*Collected data*
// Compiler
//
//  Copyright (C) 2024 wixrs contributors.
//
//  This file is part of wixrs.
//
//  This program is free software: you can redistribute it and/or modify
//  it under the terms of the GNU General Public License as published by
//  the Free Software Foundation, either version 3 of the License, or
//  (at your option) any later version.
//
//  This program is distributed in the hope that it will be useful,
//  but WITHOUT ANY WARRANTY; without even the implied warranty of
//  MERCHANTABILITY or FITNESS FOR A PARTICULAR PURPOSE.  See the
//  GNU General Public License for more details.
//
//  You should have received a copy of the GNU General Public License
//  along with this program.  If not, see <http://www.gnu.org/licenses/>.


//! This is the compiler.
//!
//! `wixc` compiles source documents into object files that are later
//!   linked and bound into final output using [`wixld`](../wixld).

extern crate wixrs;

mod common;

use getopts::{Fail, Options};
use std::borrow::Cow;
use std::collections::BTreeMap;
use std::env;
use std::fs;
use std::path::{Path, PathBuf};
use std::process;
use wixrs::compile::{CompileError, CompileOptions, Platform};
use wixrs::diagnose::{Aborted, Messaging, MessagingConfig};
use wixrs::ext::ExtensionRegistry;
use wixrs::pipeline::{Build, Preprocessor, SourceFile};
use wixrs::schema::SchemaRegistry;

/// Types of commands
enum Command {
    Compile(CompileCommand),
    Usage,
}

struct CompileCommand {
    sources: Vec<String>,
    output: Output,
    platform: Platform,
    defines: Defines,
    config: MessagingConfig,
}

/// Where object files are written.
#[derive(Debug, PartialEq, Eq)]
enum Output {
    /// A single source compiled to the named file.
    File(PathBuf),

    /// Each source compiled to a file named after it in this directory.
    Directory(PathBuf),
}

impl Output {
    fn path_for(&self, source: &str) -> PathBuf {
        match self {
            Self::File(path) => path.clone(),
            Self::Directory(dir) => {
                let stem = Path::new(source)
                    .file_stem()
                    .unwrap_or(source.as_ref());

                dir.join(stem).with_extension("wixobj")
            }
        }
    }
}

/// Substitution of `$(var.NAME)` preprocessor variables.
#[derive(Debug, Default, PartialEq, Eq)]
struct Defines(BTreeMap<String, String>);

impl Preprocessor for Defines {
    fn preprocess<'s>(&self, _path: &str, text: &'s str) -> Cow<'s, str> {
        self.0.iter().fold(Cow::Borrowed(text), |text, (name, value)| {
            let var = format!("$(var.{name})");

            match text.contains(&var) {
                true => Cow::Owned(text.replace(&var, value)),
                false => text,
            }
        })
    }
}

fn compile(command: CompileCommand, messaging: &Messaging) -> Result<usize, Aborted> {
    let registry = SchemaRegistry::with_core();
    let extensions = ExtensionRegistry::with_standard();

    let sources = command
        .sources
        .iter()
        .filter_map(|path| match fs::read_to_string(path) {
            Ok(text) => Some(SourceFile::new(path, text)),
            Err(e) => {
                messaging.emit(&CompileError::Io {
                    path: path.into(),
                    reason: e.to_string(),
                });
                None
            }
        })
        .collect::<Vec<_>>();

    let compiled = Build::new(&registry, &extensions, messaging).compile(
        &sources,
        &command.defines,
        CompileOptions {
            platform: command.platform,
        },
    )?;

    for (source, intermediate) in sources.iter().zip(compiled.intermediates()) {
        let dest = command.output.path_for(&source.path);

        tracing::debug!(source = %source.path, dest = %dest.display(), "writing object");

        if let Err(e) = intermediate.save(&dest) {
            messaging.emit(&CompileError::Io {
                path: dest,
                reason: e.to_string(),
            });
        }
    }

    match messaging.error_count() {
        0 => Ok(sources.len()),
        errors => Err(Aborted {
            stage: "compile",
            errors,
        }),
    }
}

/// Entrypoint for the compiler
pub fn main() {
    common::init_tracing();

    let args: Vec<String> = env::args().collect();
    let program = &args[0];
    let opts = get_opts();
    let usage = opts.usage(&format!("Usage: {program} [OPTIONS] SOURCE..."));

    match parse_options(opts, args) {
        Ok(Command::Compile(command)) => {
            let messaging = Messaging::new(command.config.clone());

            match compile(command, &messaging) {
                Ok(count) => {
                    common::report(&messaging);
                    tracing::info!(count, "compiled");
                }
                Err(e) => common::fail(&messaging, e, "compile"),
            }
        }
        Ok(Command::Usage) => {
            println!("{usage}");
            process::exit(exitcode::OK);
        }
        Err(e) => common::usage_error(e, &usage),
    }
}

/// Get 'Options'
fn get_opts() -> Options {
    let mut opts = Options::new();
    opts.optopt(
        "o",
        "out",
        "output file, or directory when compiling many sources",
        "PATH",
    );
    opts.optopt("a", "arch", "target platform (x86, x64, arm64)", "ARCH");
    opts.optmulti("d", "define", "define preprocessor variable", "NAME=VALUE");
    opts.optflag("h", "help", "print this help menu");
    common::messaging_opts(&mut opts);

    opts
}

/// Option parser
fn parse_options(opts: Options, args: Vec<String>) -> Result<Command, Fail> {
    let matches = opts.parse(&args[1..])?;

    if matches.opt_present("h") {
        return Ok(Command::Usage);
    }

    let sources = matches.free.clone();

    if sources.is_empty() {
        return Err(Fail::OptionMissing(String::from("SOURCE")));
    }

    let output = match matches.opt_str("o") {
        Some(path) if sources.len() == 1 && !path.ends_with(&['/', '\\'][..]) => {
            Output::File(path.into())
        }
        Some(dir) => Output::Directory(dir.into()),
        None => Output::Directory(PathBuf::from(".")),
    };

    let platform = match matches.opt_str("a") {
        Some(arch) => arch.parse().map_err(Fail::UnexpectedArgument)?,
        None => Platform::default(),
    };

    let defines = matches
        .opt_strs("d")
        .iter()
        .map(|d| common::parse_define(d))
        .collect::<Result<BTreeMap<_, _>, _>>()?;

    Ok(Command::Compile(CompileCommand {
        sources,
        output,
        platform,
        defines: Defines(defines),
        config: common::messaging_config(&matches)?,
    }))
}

*Instructions for the task*
Each entry above is to be transcribed word for word.

*Expected answer*
// Compiler
//
//  Copyright (C) 2024 wixrs contributors.
//
//  This file is part of wixrs.
//
//  This program is free software: you can redistribute it and/or modify
//  it under the terms of the GNU General Public License as published by
//  the Free Software Foundation, either version 3 of the License, or
//  (at your option) any later version.
//
//  This program is distributed in the hope that it will be useful,
//  but WITHOUT ANY WARRANTY; without even the implied warranty of
//  MERCHANTABILITY or FITNESS FOR A PARTICULAR PURPOSE.  See the
//  GNU General Public License for more details.
//
//  You should have received a copy of the GNU General Public License
//  along with this program.  If not, see <http://www.gnu.org/licenses/>.


//! This is the compiler.
//!
//! `wixc` compiles source documents into object files that are later
//!   linked and bound into final output using [`wixld`](../wixld).

extern crate wixrs;

mod common;

use getopts::{Fail, Options};
use std::borrow::Cow;
use std::collections::BTreeMap;
use std::env;
use std::fs;
use std::path::{Path, PathBuf};
use std::process;
use wixrs::compile::{CompileError, CompileOptions, Platform};
use wixrs::diagnose::{Aborted, Messaging, MessagingConfig};
use wixrs::ext::ExtensionRegistry;
use wixrs::pipeline::{Build, Preprocessor, SourceFile};
use wixrs::schema::SchemaRegistry;

/// Types of commands
enum Command {
    Compile(CompileCommand),
    Usage,
}

struct CompileCommand {
    sources: Vec<String>,
    output: Output,
    platform: Platform,
    defines: Defines,
    config: MessagingConfig,
}

/// Where object files are written.
#[derive(Debug, PartialEq, Eq)]
enum Output {
    /// A single source compiled to the named file.
    File(PathBuf),

    /// Each source compiled to a file named after it in this directory.
    Directory(PathBuf),
}

impl Output {
    fn path_for(&self, source: &str) -> PathBuf {
        match self {
            Self::File(path) => path.clone(),
            Self::Directory(dir) => {
                let stem = Path::new(source)
                    .file_stem()
                    .unwrap_or(source.as_ref());

                dir.join(stem).with_extension("wixobj")
            }
        }
    }
}

/// Substitution of `$(var.NAME)` preprocessor variables.
#[derive(Debug, Default, PartialEq, Eq)]
struct Defines(BTreeMap<String, String>);

impl Preprocessor for Defines {
    fn preprocess<'s>(&self, _path: &str, text: &'s str) -> Cow<'s, str> {
        self.0.iter().fold(Cow::Borrowed(text), |text, (name, value)| {
            let var = format!("$(var.{name})");

            match text.contains(&var) {
                true => Cow::Owned(text.replace(&var, value)),
                false => text,
            }
        })
    }
}

fn compile(command: CompileCommand, messaging: &Messaging) -> Result<usize, Aborted> {
    let registry = SchemaRegistry::with_core();
    let extensions = ExtensionRegistry::with_standard();

    let sources = command
        .sources
        .iter()
        .filter_map(|path| match fs::read_to_string(path) {
            Ok(text) => Some(SourceFile::new(path, text)),
            Err(e) => {
                messaging.emit(&CompileError::Io {
                    path: path.into(),
                    reason: e.to_string(),
                });
                None
            }
        })
        .collect::<Vec<_>>();

    let compiled = Build::new(&registry, &extensions, messaging).compile(
        &sources,
        &command.defines,
        CompileOptions {
            platform: command.platform,
        },
    )?;

    for (source, intermediate) in sources.iter().zip(compiled.intermediates()) {
        let dest = command.output.path_for(&source.path);

        tracing::debug!(source = %source.path, dest = %dest.display(), "writing object");

        if let Err(e) = intermediate.save(&dest) {
            messaging.emit(&CompileError::Io {
                path: dest,
                reason: e.to_string(),
            });
        }
    }

    match messaging.error_count() {
        0 => Ok(sources.len()),
        errors => Err(Aborted {
            stage: "compile",
            errors,
        }),
    }
}

/// Entrypoint for the compiler
pub fn main() {
    common::init_tracing();

    let args: Vec<String> = env::args().collect();
    let program = &args[0];
    let opts = get_opts();
    let usage = opts.usage(&format!("Usage: {program} [OPTIONS] SOURCE..."));

    match parse_options(opts, args) {
        Ok(Command::Compile(command)) => {
            let messaging = Messaging::new(command.config.clone());

            match compile(command, &messaging) {
                Ok(count) => {
                    common::report(&messaging);
                    tracing::info!(count, "compiled");
                }
                Err(e) => common::fail(&messaging, e, "compile"),
            }
        }
        Ok(Command::Usage) => {
            println!("{usage}");
            process::exit(exitcode::OK);
        }
        Err(e) => common::usage_error(e, &usage),
    }
}

/// Get 'Options'
fn get_opts() -> Options {
    let mut opts = Options::new();
    opts.optopt(
        "o",
        "out",
        "output file, or directory when compiling many sources",
        "PATH",
    );
    opts.optopt("a", "arch", "target platform (x86, x64, arm64)", "ARCH");
    opts.optmulti("d", "define", "define preprocessor variable", "NAME=VALUE");
    opts.optflag("h", "help", "print this help menu");
    common::messaging_opts(&mut opts);

    opts
}

/// Option parser
fn parse_options(opts: Options, args: Vec<String>) -> Result<Command, Fail> {
    let matches = opts.parse(&args[1..])?;

    if matches.opt_present("h") {
        return Ok(Command::Usage);
    }

    let sources = matches.free.clone();

    if sources.is_empty() {
        return Err(Fail::OptionMissing(String::from("SOURCE")));
    }

    let output = match matches.opt_str("o") {
        Some(path) if sources.len() == 1 && !path.ends_with(&['/', '\\'][..]) => {
            Output::File(path.into())
        }
        Some(dir) => Output::Directory(dir.into()),
        None => Output::Directory(PathBuf::from(".")),
    };

    let platform = match matches.opt_str("a") {
        Some(arch) => arch.parse().map_err(Fail::UnexpectedArgument)?,
        None => Platform::default(),
    };

    let defines = matches
        .opt_strs("d")
        .iter()
        .map(|d| common::parse_define(d))
        .collect::<Result<BTreeMap<_, _>, _>>()?;

    Ok(Command::Compile(CompileCommand {
        sources,
        output,
        platform,
        defines: Defines(defines),
        config: common::messaging_config(&matches)?,
    }))
}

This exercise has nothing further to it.